Extracted material
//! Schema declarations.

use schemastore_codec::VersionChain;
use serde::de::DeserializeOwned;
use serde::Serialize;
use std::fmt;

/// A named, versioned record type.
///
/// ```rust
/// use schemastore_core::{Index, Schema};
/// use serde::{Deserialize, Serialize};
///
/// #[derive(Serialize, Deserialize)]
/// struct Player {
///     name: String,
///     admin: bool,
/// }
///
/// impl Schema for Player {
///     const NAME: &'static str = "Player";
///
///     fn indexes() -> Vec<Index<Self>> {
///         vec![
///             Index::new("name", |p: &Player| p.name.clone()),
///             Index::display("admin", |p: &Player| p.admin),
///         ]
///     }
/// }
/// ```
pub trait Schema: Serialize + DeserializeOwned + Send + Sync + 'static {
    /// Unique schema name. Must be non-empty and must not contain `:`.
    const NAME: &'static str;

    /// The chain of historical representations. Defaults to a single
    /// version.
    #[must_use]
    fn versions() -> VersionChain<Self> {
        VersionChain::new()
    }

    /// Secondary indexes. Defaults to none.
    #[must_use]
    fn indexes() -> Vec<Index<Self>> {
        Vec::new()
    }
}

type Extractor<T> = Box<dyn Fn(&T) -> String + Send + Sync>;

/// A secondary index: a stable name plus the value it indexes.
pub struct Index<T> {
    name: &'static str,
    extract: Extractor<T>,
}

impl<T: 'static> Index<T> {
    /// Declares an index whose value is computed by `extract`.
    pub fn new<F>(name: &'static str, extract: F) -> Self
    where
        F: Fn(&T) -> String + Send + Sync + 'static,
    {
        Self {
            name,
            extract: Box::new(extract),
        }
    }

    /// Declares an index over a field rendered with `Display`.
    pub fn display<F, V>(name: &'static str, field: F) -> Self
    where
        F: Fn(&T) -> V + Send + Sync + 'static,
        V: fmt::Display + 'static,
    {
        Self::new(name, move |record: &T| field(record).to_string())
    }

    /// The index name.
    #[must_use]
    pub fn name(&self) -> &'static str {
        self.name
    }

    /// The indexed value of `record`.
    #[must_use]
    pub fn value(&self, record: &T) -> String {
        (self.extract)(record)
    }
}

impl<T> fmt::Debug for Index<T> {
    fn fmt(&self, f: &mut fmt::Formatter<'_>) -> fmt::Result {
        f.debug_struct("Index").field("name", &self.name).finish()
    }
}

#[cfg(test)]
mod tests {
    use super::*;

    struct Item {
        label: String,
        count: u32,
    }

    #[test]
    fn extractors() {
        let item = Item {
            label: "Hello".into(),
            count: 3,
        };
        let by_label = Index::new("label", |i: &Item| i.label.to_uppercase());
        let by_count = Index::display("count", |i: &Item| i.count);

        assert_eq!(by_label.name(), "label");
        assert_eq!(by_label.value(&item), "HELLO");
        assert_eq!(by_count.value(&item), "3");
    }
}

==

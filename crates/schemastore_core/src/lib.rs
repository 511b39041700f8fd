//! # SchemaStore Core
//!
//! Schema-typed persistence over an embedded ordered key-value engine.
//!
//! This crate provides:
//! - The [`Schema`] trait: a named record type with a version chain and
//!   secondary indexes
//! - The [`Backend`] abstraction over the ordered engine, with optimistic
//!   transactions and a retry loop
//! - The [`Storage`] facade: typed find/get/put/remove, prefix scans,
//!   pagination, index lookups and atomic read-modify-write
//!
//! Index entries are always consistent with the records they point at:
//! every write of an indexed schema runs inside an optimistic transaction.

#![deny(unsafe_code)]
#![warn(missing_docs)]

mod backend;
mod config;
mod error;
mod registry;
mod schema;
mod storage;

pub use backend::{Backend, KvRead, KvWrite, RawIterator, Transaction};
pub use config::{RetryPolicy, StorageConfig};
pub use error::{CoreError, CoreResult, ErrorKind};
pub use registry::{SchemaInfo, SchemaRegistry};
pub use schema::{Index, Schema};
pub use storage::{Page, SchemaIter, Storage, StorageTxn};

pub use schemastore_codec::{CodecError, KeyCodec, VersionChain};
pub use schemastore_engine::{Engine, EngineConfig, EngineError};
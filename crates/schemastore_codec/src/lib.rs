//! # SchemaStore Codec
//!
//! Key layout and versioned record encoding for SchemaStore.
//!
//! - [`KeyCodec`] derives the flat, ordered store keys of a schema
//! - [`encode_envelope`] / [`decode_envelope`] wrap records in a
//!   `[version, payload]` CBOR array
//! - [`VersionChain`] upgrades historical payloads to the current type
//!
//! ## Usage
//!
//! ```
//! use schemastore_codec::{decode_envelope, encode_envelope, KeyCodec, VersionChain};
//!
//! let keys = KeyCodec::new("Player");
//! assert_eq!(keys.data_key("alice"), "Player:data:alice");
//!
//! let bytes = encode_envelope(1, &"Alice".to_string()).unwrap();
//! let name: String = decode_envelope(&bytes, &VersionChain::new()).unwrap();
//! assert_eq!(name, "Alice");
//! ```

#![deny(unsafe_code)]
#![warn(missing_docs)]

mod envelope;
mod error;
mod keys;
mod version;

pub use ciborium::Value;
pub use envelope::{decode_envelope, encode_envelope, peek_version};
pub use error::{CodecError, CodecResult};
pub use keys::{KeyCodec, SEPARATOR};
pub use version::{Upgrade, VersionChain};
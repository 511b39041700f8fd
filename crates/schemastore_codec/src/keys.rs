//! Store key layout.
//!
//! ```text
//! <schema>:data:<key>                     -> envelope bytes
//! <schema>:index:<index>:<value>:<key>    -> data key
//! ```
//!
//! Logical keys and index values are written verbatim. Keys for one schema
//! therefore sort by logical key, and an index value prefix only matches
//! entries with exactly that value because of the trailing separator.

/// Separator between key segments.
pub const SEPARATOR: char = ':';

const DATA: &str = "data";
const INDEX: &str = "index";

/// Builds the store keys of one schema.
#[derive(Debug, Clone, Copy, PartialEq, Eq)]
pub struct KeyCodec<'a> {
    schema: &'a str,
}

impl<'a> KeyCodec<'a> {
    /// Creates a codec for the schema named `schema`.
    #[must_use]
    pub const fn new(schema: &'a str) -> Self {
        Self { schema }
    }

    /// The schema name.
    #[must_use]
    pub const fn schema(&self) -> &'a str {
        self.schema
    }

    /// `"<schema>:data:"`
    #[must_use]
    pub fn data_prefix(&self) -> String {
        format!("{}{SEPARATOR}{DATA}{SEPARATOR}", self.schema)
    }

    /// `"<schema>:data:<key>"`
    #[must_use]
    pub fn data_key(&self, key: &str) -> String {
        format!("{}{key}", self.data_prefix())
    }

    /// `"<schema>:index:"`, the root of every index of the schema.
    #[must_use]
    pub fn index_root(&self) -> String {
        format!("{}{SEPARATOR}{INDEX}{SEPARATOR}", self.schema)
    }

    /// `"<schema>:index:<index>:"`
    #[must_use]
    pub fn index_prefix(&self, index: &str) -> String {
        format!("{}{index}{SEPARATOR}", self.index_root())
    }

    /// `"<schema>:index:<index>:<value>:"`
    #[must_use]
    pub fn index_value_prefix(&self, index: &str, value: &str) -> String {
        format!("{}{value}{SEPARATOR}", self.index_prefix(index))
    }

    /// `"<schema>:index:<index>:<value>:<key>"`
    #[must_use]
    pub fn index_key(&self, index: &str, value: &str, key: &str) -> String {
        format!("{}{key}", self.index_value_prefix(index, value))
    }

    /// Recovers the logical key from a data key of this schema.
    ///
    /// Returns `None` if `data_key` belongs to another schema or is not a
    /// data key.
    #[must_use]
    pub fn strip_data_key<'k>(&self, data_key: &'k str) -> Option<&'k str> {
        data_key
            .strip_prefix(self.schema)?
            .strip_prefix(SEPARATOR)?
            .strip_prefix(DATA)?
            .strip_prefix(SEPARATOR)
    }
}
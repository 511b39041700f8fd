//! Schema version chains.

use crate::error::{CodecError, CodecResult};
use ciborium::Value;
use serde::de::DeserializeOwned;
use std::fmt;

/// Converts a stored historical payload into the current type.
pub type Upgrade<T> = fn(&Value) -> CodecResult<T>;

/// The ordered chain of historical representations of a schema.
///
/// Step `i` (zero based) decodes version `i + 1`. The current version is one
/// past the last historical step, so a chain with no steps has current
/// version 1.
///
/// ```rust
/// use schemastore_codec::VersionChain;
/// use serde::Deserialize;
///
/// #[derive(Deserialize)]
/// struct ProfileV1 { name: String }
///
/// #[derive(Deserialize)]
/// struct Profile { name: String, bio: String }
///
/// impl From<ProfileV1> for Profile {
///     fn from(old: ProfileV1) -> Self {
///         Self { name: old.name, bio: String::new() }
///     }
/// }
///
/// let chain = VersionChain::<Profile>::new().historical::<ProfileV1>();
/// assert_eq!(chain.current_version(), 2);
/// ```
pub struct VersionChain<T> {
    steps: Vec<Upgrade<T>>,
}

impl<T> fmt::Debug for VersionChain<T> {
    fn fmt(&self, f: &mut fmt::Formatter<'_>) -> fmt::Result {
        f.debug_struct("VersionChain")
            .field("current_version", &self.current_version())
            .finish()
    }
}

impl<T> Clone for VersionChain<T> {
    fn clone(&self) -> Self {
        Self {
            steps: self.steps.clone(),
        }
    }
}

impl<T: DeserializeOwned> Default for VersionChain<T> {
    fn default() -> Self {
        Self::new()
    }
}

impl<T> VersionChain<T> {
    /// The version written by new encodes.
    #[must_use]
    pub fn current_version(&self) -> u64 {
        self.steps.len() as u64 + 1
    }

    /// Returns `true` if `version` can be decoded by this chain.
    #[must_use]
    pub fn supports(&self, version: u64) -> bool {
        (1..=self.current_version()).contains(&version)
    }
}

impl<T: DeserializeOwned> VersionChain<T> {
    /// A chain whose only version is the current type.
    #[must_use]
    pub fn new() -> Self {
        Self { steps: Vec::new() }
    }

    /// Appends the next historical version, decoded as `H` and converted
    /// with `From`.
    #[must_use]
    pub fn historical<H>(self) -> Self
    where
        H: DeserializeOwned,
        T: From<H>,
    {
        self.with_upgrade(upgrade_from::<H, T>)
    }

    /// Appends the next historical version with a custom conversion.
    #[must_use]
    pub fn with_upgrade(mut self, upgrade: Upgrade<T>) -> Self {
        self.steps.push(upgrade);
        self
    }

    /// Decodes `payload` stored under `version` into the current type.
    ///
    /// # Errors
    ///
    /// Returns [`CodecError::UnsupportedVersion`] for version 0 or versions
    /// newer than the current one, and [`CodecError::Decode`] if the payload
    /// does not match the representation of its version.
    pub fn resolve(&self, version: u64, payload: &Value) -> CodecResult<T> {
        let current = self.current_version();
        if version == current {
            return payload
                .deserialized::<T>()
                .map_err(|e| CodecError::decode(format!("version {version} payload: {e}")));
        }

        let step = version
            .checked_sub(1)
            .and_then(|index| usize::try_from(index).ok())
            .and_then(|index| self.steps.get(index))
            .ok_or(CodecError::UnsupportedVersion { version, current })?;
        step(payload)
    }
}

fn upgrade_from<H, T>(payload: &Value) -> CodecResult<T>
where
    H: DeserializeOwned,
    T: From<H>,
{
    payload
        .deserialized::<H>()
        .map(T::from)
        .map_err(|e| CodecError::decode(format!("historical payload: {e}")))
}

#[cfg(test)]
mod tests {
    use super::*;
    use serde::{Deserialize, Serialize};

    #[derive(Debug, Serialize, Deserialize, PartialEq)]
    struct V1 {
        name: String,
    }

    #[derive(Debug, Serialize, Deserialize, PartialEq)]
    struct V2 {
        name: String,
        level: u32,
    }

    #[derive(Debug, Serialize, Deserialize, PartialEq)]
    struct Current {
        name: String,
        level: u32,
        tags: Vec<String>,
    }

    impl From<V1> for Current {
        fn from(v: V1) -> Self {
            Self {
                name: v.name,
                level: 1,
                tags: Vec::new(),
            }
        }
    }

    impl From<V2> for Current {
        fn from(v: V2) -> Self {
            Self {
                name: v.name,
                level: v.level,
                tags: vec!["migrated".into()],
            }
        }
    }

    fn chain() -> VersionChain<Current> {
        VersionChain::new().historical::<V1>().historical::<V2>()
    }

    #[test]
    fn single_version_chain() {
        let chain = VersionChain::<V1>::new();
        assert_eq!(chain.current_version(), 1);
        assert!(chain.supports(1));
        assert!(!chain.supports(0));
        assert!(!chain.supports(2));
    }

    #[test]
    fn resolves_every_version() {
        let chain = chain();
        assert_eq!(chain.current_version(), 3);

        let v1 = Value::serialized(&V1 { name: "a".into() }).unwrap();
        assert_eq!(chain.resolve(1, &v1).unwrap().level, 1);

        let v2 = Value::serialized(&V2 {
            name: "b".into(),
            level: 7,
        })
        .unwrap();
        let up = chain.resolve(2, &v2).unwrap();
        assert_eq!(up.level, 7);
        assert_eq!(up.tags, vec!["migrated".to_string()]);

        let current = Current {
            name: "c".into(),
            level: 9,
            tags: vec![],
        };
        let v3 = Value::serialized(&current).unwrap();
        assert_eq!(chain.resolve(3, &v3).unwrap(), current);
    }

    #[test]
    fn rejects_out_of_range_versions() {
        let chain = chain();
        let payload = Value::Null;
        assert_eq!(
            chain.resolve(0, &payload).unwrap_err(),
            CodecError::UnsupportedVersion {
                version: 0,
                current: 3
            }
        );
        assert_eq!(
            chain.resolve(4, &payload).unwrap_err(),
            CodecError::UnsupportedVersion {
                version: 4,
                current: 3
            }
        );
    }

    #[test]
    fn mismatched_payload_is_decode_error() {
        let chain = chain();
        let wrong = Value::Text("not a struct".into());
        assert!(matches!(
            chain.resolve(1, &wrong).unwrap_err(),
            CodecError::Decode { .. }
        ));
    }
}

Task
The expected answer holds each line from the listing above where the string "Player" is present.

Solution below
/// struct Player {
/// impl Schema for Player {
///     const NAME: &'static str = "Player";
///             Index::new("name", |p: &Player| p.name.clone()),
///             Index::display("admin", |p: &Player| p.admin),
//! let keys = KeyCodec::new("Player");
//! assert_eq!(keys.data_key("alice"), "Player:data:alice");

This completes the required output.